***** Entries provided
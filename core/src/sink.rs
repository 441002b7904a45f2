//! Where hourly summaries go once an hour has been simulated.

use crate::{error::SimResult, summary_store::SummaryStore, types::HourlySummary};

pub const DEFAULT_BATCH_SIZE: usize = 25;

pub trait SummarySink {
    /// Accept one summary. Called once per hour, in timestamp order, after
    /// every mutation for that hour has been applied.
    fn write(&mut self, summary: &HourlySummary) -> SimResult<()>;

    /// Push out anything still buffered.
    fn flush(&mut self) -> SimResult<()> {
        Ok(())
    }
}

/// Discards everything. For runs that only need the in-memory output.
#[derive(Debug, Default)]
pub struct NullSink;

impl SummarySink for NullSink {
    fn write(&mut self, _summary: &HourlySummary) -> SimResult<()> {
        Ok(())
    }
}

/// Writes to a [`SummaryStore`] in batches, preserving arrival order.
pub struct StoreSink<S: SummaryStore> {
    store:      S,
    pending:    Vec<HourlySummary>,
    batch_size: usize,
    written:    usize,
}

impl<S: SummaryStore> StoreSink<S> {
    pub fn new(store: S) -> Self {
        Self::with_batch_size(store, DEFAULT_BATCH_SIZE)
    }

    pub fn with_batch_size(store: S, batch_size: usize) -> Self {
        Self {
            store,
            pending: Vec::with_capacity(batch_size.max(1)),
            batch_size: batch_size.max(1),
            written: 0,
        }
    }

    pub fn store(&self) -> &S {
        &self.store
    }

    pub fn into_store(self) -> S {
        self.store
    }

    /// Rows confirmed by the store so far.
    pub fn written(&self) -> usize {
        self.written
    }

    pub fn pending(&self) -> usize {
        self.pending.len()
    }
}

impl<S: SummaryStore> SummarySink for StoreSink<S> {
    fn write(&mut self, summary: &HourlySummary) -> SimResult<()> {
        self.pending.push(summary.clone());
        if self.pending.len() >= self.batch_size {
            if let Err(e) = self.flush() {
                // The failed hour is rolled back by the engine; drop it here too.
                self.pending.pop();
                return Err(e);
            }
        }
        Ok(())
    }

    /// On failure the batch stays pending; retrying is the caller's call.
    fn flush(&mut self) -> SimResult<()> {
        if self.pending.is_empty() {
            return Ok(());
        }
        self.store.put_batch(&self.pending)?;
        self.written += self.pending.len();
        log::debug!("summary sink: flushed {} rows ({} total)", self.pending.len(), self.written);
        self.pending.clear();
        Ok(())
    }
}
//! Generic sampler over the declarative field schema.

use crate::{
    config::{FieldKind, FieldSchema},
    error::{SimError, SimResult},
    rng::SimRng,
};
use serde::{Deserialize, Serialize};
use std::fmt;

/// A drawn attribute value.
#[derive(Debug, Clone, Serialize, Deserialize, PartialEq)]
#[serde(untagged)]
pub enum FieldValue {
    Flag(bool),
    Int(i64),
    Float(f64),
    Text(String),
}

impl fmt::Display for FieldValue {
    fn fmt(&self, f: &mut fmt::Formatter<'_>) -> fmt::Result {
        match self {
            Self::Flag(b)  => write!(f, "{}", u8::from(*b)),
            Self::Int(v)   => write!(f, "{v}"),
            Self::Float(v) => write!(f, "{v}"),
            Self::Text(s)  => f.write_str(s),
        }
    }
}

/// Draw a non-null value consistent with `kind`.
pub fn sample_value(name: &str, kind: &FieldKind, rng: &mut SimRng) -> SimResult<FieldValue> {
    match kind {
        FieldKind::IntRange { low, high } => {
            if low >= high {
                return Err(SimError::config(format!(
                    "field '{name}': empty integer range [{low}, {high})"
                )));
            }
            Ok(FieldValue::Int(rng.range_i64(*low, *high)))
        }
        FieldKind::FloatRange { low, high } => Ok(FieldValue::Float(rng.range_f64(*low, *high))),
        FieldKind::Categorical { values, weights } => {
            if values.is_empty() {
                return Err(SimError::config(format!("field '{name}': no categories")));
            }
            let idx = match weights {
                Some(w) if w.len() == values.len() => rng.weighted_index(w)?,
                Some(w) => {
                    return Err(SimError::config(format!(
                        "field '{name}': {} weights for {} categories",
                        w.len(),
                        values.len()
                    )))
                }
                None => rng.pick_index(values.len()),
            };
            Ok(FieldValue::Text(values[idx].clone()))
        }
        FieldKind::Flag => Ok(FieldValue::Flag(rng.chance(0.5))),
    }
}

/// Draw a value for `field`, absent with probability `null_rate`.
pub fn sample_field(field: &FieldSchema, rng: &mut SimRng) -> SimResult<Option<FieldValue>> {
    if rng.chance(field.null_rate) {
        return Ok(None);
    }
    sample_value(&field.name, &field.kind, rng).map(Some)
}
//! The simulation engine: one step per simulated hour.
//!
//! EXECUTION ORDER within an hour (fixed, never reordered):
//!   1. Classify the hour into its (day_type, hour_type) bucket.
//!   2. Draw (creations, updates, deletions) from the rate model.
//!   3. Create the batch, then apply every update, then every delete.
//!      Records created this hour are eligible for this hour's
//!      updates and deletes.
//!   4. Build the HourlySummary and hand it to the sink.
//!   5. Advance the clock by exactly one hour.
//!
//! RULES:
//!   - The engine owns the whole simulation context; nothing is global.
//!   - All randomness flows through the RngBank.
//!   - A failed hour is rolled back and aborts the run. There is no
//!     resume; build a new engine instead.

use crate::{
    clock::HourClock,
    config::SimConfig,
    error::{SimError, SimResult},
    export,
    rate_model::{HourlyCounts, RateModel},
    record_store::RecordStore,
    rng::{RngBank, SimRng, StreamSlot},
    sink::SummarySink,
    types::{encode_timestamp, Bucket, HourlySummary, RunId, TimestampKey},
};
use chrono::NaiveDateTime;
use serde::Serialize;
use std::time::Instant;

/// Operations actually applied in one hour. Updates and deletes that found
/// no live record are counted as skipped.
#[derive(Debug, Clone, Copy, Default, PartialEq, Eq, Serialize)]
pub struct AppliedCounts {
    pub created:         u64,
    pub updated:         u64,
    pub deleted:         u64,
    pub updates_skipped: u64,
    pub deletes_skipped: u64,
}

#[derive(Debug, Clone, Default, PartialEq, Eq, Serialize)]
pub struct RunReport {
    pub run_id:          RunId,
    pub seed:            u64,
    pub hours:           u64,
    pub created:         u64,
    pub updated:         u64,
    pub deleted:         u64,
    pub updates_skipped: u64,
    pub deletes_skipped: u64,
    pub live_records:    usize,
    pub deleted_records: usize,
}

pub struct SimEngine<K: SummarySink> {
    pub run_id:  RunId,
    pub clock:   HourClock,
    config:      SimConfig,
    rng_bank:    RngBank,
    rate_rng:    SimRng,
    record_rng:  SimRng,
    rate_model:  RateModel,
    records:     RecordStore,
    summaries:   Vec<HourlySummary>,
    totals:      AppliedCounts,
    sink:        K,
    aborted_at:  Option<TimestampKey>,
    started:     Instant,
    day_started: Instant,
}

impl<K: SummarySink> SimEngine<K> {
    /// Validate `config` and build a fully wired engine.
    /// Invalid configuration fails here, before any hour is simulated.
    pub fn build(run_id: RunId, seed: u64, config: SimConfig, sink: K) -> SimResult<Self> {
        config.validate()?;
        let rng_bank = RngBank::new(seed);
        let mut records = RecordStore::new(
            config.fields.clone(),
            &config.updatable_fields,
            config.id_start,
        )?;
        if let Some(path) = &config.initial_records {
            let loaded = export::read_records_csv(path, &config.fields)?;
            let count = records.load_records(loaded)?;
            log::info!(
                "run={run_id} starting from {count} existing records ({} live)",
                records.live_count()
            );
        }
        log::info!(
            "run={run_id} seed={seed} series={} start={} days={} fields={}",
            config.series_name,
            config.start,
            config.num_days,
            config.fields.len()
        );
        Ok(Self {
            clock: HourClock::new(config.start, config.total_hours()),
            rate_rng: rng_bank.for_stream(StreamSlot::Rates),
            record_rng: rng_bank.for_stream(StreamSlot::Records),
            rate_model: RateModel::new(config.rates.clone()),
            records,
            summaries: Vec::new(),
            totals: AppliedCounts::default(),
            sink,
            aborted_at: None,
            started: Instant::now(),
            day_started: Instant::now(),
            rng_bank,
            config,
            run_id,
        })
    }

    /// Simulate the next hour with counts drawn from the rate model.
    /// Returns `None` once the window is exhausted.
    pub fn step(&mut self) -> SimResult<Option<HourlySummary>> {
        let Some(at) = self.clock.current() else {
            return Ok(None);
        };
        self.ensure_not_aborted()?;
        let bucket = self.bucket_for(at);
        let counts = match self
            .rate_model
            .sample(bucket.day_type, bucket.hour_type, &mut self.rate_rng)
        {
            Ok(counts) => counts,
            Err(e) => return Err(self.abort(at, e)),
        };
        self.step_with_counts(counts).map(Some)
    }

    /// Simulate the next hour with explicit counts.
    ///
    /// The hour is atomic: if any part fails, every record mutation made
    /// during it is rolled back, no summary is recorded, and the engine
    /// refuses further steps.
    pub fn step_with_counts(&mut self, counts: HourlyCounts) -> SimResult<HourlySummary> {
        self.ensure_not_aborted()?;
        let at = self.clock.current().ok_or_else(|| {
            SimError::config(format!(
                "simulation window of {} hours is already exhausted",
                self.clock.total_steps
            ))
        })?;
        let bucket = self.bucket_for(at);

        self.records.begin_hour();
        let applied = match self.apply_hour(at, counts) {
            Ok(applied) => applied,
            Err(e) => return Err(self.abort(at, e)),
        };

        let summary = HourlySummary {
            series_name:   self.config.series_name.clone(),
            timestamp_key: encode_timestamp(at),
            creations:     counts.creations,
            updates:       counts.updates,
            deletions:     counts.deletions,
            hour_type:     bucket.hour_type,
            day_type:      bucket.day_type,
        };
        if let Err(e) = self.sink.write(&summary) {
            return Err(self.abort(at, e));
        }
        self.records.commit_hour();

        if applied.updates_skipped + applied.deletes_skipped > 0 {
            log::warn!(
                "hour={} no live records: skipped {} updates, {} deletes",
                summary.timestamp_key,
                applied.updates_skipped,
                applied.deletes_skipped
            );
        }
        log::debug!(
            "hour={} bucket={bucket} c={} u={} d={} live={}",
            summary.timestamp_key,
            counts.creations,
            counts.updates,
            counts.deletions,
            self.records.live_count()
        );

        self.accumulate(applied);
        self.summaries.push(summary.clone());
        let steps = self.clock.advance();
        if steps % 24 == 0 {
            log::info!(
                "run={} day {} complete in {} ms: {} hours, {} records ({} live)",
                self.run_id,
                steps / 24,
                self.day_started.elapsed().as_millis(),
                steps,
                self.records.len(),
                self.records.live_count()
            );
            self.day_started = Instant::now();
        }
        Ok(summary)
    }

    /// Run every remaining hour, then flush the sink.
    pub fn run(&mut self) -> SimResult<RunReport> {
        while self.step()?.is_some() {}
        self.sink.flush()?;
        let report = self.report();
        log::info!(
            "run={} finished in {} ms: {} hours, created={} updated={} deleted={} live={}",
            report.run_id,
            self.started.elapsed().as_millis(),
            report.hours,
            report.created,
            report.updated,
            report.deleted,
            report.live_records
        );
        Ok(report)
    }

    pub fn report(&self) -> RunReport {
        RunReport {
            run_id:          self.run_id.clone(),
            seed:            self.rng_bank.seed(),
            hours:           self.clock.steps_taken(),
            created:         self.totals.created,
            updated:         self.totals.updated,
            deleted:         self.totals.deleted,
            updates_skipped: self.totals.updates_skipped,
            deletes_skipped: self.totals.deletes_skipped,
            live_records:    self.records.live_count(),
            deleted_records: self.records.deleted_count(),
        }
    }

    // ── Accessors ──────────────────────────────────────────────

    pub fn config(&self) -> &SimConfig {
        &self.config
    }

    pub fn records(&self) -> &RecordStore {
        &self.records
    }

    /// Every summary emitted so far, in timestamp order.
    pub fn summaries(&self) -> &[HourlySummary] {
        &self.summaries
    }

    pub fn sink(&self) -> &K {
        &self.sink
    }

    pub fn into_sink(self) -> K {
        self.sink
    }

    pub fn is_aborted(&self) -> bool {
        self.aborted_at.is_some()
    }

    /// Start of the hour the next step would simulate.
    pub fn current_hour(&self) -> Option<NaiveDateTime> {
        self.clock.current()
    }

    // ── Internals ──────────────────────────────────────────────

    fn bucket_for(&self, at: NaiveDateTime) -> Bucket {
        Bucket::classify(at, self.config.active_start, self.config.inactive_start)
    }

    fn apply_hour(&mut self, at: NaiveDateTime, counts: HourlyCounts) -> SimResult<AppliedCounts> {
        let mut applied = AppliedCounts::default();

        let batch = usize::try_from(counts.creations).map_err(|_| {
            SimError::config(format!("{} creations do not fit in one batch", counts.creations))
        })?;
        let created = self.records.create_batch(batch, at, &mut self.record_rng)?;
        applied.created = created.len() as u64;

        for _ in 0..counts.updates {
            if self.records.update_one(at, &mut self.record_rng)? {
                applied.updated += 1;
            } else {
                applied.updates_skipped += 1;
            }
        }
        for _ in 0..counts.deletions {
            if self.records.delete_one(at, &mut self.record_rng) {
                applied.deleted += 1;
            } else {
                applied.deletes_skipped += 1;
            }
        }
        Ok(applied)
    }

    fn accumulate(&mut self, applied: AppliedCounts) {
        self.totals.created += applied.created;
        self.totals.updated += applied.updated;
        self.totals.deleted += applied.deleted;
        self.totals.updates_skipped += applied.updates_skipped;
        self.totals.deletes_skipped += applied.deletes_skipped;
    }

    fn abort(&mut self, at: NaiveDateTime, err: SimError) -> SimError {
        self.records.rollback_hour();
        let key = encode_timestamp(at);
        self.aborted_at = Some(key);
        log::error!("run={} aborted at hour {key}: {err}", self.run_id);
        err
    }

    fn ensure_not_aborted(&self) -> SimResult<()> {
        match self.aborted_at {
            Some(timestamp_key) => Err(SimError::RunAborted { timestamp_key }),
            None => Ok(()),
        }
    }
}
**********
Above are the records; print exactly the lines from the line with "self.aborted_at.is_some()" to the line with "NaiveDateTime, counts: HourlyCounts)", including both, and nothing else.

Result of the exercise:
        self.aborted_at.is_some()
    }

    /// Start of the hour the next step would simulate.
    pub fn current_hour(&self) -> Option<NaiveDateTime> {
        self.clock.current()
    }

    // ── Internals ──────────────────────────────────────────────

    fn bucket_for(&self, at: NaiveDateTime) -> Bucket {
        Bucket::classify(at, self.config.active_start, self.config.inactive_start)
    }

    fn apply_hour(&mut self, at: NaiveDateTime, counts: HourlyCounts) -> SimResult<AppliedCounts> {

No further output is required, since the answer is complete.